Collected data

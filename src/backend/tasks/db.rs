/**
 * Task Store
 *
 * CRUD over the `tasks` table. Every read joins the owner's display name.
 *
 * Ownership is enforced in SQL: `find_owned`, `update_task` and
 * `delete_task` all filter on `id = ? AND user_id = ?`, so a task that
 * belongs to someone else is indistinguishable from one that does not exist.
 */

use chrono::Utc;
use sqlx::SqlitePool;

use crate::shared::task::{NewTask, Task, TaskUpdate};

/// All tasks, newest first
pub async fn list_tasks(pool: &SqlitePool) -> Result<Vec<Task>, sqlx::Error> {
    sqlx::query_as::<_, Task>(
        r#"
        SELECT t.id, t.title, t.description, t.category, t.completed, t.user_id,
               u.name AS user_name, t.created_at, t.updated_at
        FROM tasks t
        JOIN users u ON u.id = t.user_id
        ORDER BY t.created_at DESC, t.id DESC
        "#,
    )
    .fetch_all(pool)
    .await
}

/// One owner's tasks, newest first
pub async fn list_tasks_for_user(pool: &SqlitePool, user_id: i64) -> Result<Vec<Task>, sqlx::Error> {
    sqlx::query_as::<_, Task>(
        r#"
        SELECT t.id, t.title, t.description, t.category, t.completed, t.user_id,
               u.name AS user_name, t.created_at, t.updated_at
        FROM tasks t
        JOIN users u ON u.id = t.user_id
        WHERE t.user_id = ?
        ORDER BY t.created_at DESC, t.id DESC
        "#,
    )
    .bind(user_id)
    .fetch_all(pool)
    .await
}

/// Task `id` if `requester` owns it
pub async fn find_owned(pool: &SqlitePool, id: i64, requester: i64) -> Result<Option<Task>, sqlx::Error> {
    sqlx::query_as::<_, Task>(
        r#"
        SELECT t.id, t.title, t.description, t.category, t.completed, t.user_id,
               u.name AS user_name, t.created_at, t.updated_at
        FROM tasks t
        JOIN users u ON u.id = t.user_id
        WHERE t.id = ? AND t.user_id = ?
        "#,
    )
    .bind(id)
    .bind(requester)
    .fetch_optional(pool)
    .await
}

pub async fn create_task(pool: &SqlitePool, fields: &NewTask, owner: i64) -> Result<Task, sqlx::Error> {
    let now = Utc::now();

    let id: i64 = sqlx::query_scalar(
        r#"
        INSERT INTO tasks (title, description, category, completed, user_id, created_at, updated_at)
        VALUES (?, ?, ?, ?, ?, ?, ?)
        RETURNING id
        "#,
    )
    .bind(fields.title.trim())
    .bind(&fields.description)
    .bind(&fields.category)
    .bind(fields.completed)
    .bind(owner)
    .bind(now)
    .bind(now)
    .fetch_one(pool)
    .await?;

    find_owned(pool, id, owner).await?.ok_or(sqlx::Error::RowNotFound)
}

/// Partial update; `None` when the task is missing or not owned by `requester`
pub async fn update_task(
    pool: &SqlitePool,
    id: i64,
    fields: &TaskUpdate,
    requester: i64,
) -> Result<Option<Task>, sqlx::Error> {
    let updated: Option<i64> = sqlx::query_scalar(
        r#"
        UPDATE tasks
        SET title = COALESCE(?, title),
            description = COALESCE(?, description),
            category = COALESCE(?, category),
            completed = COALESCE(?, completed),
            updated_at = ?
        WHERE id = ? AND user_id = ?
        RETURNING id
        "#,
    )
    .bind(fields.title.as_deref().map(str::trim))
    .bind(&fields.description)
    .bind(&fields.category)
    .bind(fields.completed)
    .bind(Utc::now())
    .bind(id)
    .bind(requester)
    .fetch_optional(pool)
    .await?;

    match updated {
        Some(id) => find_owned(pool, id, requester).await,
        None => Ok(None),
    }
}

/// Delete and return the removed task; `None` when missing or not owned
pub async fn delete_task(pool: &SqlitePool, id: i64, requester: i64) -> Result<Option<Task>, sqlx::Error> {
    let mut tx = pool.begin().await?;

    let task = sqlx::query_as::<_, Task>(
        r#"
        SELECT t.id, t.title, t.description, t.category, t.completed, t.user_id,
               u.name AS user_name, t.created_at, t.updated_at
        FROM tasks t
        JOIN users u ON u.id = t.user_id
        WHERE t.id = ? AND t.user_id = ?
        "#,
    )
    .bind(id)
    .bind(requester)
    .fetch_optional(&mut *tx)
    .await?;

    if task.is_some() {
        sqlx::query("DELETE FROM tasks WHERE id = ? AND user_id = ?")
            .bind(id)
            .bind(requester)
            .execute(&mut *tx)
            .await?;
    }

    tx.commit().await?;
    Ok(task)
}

---

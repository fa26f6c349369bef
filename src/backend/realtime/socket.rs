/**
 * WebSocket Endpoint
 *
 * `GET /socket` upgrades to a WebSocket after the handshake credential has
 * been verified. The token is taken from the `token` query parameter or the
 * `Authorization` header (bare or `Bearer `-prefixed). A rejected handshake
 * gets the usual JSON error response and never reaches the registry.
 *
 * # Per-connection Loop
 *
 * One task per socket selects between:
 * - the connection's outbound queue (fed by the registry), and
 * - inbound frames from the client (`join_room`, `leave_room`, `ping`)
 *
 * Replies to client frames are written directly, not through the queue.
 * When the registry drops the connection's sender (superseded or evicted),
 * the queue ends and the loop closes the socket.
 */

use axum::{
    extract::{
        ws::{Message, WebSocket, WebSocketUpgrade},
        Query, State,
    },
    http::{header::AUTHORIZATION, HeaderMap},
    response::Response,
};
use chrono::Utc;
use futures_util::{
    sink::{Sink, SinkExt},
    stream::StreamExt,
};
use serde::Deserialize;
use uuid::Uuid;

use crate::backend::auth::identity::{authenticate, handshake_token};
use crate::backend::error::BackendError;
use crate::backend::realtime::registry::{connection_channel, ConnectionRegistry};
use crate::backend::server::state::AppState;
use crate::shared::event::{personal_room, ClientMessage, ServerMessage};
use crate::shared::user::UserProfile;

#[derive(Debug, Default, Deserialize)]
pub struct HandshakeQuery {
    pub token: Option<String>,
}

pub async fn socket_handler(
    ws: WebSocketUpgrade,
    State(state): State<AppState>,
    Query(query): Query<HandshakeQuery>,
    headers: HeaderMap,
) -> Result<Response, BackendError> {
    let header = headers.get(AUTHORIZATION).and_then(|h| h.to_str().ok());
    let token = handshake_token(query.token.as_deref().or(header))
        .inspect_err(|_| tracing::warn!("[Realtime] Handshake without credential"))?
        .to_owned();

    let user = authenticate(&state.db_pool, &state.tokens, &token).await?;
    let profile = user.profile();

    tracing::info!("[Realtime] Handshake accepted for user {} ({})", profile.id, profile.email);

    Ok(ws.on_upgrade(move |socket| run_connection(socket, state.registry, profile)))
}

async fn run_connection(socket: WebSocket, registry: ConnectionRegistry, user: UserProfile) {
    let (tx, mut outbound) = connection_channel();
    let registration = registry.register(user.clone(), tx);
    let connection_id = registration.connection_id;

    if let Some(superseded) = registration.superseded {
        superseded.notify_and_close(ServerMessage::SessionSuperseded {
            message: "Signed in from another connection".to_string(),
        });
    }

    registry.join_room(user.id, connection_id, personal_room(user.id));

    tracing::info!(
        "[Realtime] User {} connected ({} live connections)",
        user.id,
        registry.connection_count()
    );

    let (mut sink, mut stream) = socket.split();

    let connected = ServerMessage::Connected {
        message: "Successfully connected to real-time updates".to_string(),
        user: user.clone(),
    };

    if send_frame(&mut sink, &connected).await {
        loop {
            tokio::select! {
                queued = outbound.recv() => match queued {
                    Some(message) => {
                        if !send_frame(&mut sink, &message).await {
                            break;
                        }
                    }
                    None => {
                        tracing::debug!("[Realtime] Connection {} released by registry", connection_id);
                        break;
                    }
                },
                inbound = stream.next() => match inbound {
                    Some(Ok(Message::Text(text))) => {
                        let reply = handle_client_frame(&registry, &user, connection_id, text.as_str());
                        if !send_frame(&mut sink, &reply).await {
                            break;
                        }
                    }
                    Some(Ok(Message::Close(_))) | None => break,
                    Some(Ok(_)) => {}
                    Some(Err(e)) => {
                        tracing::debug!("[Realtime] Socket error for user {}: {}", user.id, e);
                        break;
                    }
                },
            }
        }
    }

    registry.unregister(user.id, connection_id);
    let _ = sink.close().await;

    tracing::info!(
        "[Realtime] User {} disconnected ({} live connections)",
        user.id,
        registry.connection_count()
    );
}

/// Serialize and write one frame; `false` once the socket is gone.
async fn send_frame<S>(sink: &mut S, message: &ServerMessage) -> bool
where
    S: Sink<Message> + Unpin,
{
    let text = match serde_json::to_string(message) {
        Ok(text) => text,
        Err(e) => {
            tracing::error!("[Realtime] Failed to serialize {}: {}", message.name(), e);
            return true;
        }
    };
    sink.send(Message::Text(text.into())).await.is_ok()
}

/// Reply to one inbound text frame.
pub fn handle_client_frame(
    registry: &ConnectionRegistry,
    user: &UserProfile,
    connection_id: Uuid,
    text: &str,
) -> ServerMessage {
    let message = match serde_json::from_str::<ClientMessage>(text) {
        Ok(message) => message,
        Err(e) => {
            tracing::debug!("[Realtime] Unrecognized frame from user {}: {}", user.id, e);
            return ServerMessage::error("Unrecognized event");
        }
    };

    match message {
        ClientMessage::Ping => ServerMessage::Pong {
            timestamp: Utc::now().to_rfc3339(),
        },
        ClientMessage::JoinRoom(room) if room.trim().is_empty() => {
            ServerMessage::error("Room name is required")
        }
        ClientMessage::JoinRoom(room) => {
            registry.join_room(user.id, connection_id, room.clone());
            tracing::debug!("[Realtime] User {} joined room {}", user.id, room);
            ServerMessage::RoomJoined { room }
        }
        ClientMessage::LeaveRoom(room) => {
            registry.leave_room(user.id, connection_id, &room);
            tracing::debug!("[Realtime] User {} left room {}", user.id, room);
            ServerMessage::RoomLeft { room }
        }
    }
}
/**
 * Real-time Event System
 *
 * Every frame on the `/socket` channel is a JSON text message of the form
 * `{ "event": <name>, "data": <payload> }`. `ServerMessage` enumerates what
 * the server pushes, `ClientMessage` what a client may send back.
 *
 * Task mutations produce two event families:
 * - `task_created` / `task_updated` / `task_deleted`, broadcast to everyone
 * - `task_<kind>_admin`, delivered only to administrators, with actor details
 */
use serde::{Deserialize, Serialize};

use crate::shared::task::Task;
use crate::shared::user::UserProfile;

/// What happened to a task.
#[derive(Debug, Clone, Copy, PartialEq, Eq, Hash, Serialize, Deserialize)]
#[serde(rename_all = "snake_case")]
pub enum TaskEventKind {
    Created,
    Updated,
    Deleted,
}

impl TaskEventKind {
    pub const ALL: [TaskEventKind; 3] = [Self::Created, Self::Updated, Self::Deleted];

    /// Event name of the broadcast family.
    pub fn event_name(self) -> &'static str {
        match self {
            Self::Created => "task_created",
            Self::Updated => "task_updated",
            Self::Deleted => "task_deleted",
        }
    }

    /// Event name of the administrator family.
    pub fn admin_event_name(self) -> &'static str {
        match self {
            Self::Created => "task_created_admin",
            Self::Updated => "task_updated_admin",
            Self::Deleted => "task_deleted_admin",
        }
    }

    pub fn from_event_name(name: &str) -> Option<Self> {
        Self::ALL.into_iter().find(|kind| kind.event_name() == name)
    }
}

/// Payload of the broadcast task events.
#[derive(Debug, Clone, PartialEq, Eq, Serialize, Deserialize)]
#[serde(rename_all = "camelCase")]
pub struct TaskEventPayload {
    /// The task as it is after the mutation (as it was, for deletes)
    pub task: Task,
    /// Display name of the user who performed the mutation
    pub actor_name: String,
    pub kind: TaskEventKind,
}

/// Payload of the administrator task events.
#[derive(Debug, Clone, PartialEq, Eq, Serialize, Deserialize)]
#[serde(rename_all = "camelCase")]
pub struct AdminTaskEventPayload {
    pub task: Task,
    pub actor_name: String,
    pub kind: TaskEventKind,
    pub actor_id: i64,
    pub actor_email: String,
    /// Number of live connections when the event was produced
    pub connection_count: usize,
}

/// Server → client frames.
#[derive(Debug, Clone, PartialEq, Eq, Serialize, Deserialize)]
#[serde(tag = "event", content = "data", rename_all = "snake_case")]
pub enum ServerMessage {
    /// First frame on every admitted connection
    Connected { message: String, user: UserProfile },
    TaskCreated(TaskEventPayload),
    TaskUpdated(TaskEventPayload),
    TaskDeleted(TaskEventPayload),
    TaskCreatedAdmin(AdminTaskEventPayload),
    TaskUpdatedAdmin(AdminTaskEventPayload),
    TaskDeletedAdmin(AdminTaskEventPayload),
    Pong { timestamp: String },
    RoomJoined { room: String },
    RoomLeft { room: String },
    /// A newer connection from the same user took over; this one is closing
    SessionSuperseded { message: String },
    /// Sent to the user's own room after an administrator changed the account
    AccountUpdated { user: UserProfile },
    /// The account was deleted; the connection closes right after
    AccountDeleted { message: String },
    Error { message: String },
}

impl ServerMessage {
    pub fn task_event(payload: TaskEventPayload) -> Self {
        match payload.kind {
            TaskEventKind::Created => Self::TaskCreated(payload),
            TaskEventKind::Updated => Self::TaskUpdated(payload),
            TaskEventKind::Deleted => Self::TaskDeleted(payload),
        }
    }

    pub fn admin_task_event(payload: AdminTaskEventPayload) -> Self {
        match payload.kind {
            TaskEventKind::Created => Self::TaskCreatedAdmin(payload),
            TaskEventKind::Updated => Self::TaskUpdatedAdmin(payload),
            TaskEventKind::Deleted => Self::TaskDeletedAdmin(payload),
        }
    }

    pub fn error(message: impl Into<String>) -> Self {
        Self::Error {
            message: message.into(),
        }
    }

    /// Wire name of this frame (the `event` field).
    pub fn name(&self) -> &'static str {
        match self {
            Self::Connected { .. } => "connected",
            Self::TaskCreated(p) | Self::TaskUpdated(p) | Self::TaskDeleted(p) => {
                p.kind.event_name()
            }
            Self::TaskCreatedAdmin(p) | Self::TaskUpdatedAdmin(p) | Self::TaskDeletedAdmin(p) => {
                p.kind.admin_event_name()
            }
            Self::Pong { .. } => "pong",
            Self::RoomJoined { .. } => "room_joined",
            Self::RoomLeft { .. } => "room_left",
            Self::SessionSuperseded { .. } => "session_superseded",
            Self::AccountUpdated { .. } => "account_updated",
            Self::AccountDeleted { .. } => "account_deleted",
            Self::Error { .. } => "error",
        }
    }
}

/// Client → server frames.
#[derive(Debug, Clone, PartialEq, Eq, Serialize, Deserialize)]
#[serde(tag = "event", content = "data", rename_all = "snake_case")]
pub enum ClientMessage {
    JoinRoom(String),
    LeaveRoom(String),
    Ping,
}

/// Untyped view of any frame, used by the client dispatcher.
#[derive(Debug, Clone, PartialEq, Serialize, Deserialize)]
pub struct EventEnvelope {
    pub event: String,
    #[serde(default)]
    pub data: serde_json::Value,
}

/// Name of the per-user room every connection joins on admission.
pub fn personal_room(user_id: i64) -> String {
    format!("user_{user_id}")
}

[Your task] How many lines of these entries hold the string "TaskUpdatedAdmin"? Answer with the number alone.

[Output for this task] 3